*** Opening DATA ***

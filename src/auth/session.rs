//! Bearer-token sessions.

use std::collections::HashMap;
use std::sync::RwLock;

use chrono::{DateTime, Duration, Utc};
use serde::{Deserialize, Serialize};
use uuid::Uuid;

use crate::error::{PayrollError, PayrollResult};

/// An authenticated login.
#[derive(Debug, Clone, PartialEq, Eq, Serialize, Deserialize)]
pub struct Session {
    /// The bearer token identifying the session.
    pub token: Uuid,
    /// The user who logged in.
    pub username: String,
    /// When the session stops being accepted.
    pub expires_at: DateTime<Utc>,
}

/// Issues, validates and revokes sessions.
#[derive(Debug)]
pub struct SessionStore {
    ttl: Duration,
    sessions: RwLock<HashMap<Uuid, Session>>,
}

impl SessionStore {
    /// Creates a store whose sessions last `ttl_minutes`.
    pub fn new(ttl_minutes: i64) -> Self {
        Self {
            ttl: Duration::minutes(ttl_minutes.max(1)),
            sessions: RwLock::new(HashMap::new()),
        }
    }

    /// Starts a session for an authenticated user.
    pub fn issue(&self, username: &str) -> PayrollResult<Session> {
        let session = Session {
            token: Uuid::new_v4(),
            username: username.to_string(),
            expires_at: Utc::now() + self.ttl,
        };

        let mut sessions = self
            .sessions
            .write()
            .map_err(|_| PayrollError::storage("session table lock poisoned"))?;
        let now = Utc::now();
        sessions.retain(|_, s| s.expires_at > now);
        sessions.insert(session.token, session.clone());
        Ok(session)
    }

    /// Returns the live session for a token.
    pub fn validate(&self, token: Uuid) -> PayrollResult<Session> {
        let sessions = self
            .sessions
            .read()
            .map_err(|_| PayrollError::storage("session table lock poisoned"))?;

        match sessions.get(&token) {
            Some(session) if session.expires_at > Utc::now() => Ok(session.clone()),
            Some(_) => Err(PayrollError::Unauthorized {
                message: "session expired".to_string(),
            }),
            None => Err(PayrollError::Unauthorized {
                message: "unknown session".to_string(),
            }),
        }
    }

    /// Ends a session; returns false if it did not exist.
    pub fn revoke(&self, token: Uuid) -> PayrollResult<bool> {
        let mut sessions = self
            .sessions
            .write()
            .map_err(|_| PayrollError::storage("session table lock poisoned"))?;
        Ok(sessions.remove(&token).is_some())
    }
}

*** Closing DATA ***

INSTRUCTIONS TO FOLLOW: All of the entries above are to be printed again exactly.

EXPECTED OUTPUT:
filename src/auth/session.rs
//! Bearer-token sessions.

use std::collections::HashMap;
use std::sync::RwLock;

use chrono::{DateTime, Duration, Utc};
use serde::{Deserialize, Serialize};
use uuid::Uuid;

use crate::error::{PayrollError, PayrollResult};

/// An authenticated login.
#[derive(Debug, Clone, PartialEq, Eq, Serialize, Deserialize)]
pub struct Session {
    /// The bearer token identifying the session.
    pub token: Uuid,
    /// The user who logged in.
    pub username: String,
    /// When the session stops being accepted.
    pub expires_at: DateTime<Utc>,
}

/// Issues, validates and revokes sessions.
#[derive(Debug)]
pub struct SessionStore {
    ttl: Duration,
    sessions: RwLock<HashMap<Uuid, Session>>,
}

impl SessionStore {
    /// Creates a store whose sessions last `ttl_minutes`.
    pub fn new(ttl_minutes: i64) -> Self {
        Self {
            ttl: Duration::minutes(ttl_minutes.max(1)),
            sessions: RwLock::new(HashMap::new()),
        }
    }

    /// Starts a session for an authenticated user.
    pub fn issue(&self, username: &str) -> PayrollResult<Session> {
        let session = Session {
            token: Uuid::new_v4(),
            username: username.to_string(),
            expires_at: Utc::now() + self.ttl,
        };

        let mut sessions = self
            .sessions
            .write()
            .map_err(|_| PayrollError::storage("session table lock poisoned"))?;
        let now = Utc::now();
        sessions.retain(|_, s| s.expires_at > now);
        sessions.insert(session.token, session.clone());
        Ok(session)
    }

    /// Returns the live session for a token.
    pub fn validate(&self, token: Uuid) -> PayrollResult<Session> {
        let sessions = self
            .sessions
            .read()
            .map_err(|_| PayrollError::storage("session table lock poisoned"))?;

        match sessions.get(&token) {
            Some(session) if session.expires_at > Utc::now() => Ok(session.clone()),
            Some(_) => Err(PayrollError::Unauthorized {
                message: "session expired".to_string(),
            }),
            None => Err(PayrollError::Unauthorized {
                message: "unknown session".to_string(),
            }),
        }
    }

    /// Ends a session; returns false if it did not exist.
    pub fn revoke(&self, token: Uuid) -> PayrollResult<bool> {
        let mut sessions = self
            .sessions
            .write()
            .map_err(|_| PayrollError::storage("session table lock poisoned"))?;
        Ok(sessions.remove(&token).is_some())
    }
}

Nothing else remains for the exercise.